LISTED RECORDS »
====

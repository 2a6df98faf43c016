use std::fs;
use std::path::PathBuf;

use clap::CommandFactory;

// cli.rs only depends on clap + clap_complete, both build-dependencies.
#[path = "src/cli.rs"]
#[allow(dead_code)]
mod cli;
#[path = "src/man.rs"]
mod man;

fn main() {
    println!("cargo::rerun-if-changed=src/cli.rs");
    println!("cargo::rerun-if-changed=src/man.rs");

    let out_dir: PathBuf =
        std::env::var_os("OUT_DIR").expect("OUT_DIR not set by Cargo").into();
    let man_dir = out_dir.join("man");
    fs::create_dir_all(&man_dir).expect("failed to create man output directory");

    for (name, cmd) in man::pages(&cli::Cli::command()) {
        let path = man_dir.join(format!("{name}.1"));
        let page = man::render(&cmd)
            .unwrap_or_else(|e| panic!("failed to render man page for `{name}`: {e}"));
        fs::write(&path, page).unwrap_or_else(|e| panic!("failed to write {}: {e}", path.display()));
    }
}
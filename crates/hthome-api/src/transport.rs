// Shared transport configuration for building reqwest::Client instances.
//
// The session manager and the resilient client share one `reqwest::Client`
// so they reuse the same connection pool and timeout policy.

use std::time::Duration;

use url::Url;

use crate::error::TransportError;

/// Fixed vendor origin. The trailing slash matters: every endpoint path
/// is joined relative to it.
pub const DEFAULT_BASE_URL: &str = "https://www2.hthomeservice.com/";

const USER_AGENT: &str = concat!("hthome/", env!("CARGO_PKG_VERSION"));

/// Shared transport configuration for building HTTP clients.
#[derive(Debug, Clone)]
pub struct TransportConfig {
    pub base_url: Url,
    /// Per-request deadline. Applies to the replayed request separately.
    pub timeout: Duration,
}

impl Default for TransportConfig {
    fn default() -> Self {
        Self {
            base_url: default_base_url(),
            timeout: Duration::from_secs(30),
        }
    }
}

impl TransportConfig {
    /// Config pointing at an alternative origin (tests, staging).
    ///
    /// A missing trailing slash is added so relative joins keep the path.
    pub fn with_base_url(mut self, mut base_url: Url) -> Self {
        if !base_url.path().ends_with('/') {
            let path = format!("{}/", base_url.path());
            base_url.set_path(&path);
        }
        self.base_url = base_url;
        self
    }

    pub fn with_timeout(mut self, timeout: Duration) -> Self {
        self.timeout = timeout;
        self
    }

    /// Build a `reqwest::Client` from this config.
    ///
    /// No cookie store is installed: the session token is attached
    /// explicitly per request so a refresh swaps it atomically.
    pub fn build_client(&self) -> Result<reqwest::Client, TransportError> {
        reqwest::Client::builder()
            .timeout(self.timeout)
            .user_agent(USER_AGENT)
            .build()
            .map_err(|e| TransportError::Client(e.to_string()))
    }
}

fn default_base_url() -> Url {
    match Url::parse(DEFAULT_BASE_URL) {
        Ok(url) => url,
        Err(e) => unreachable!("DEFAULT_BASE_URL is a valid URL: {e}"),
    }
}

====

TASK BRIEF » Copy all lines of the records in which the string "request" can be found.

RESPONSE AREA »
    /// Per-request deadline. Applies to the replayed request separately.
    /// explicitly per request so a refresh swaps it atomically.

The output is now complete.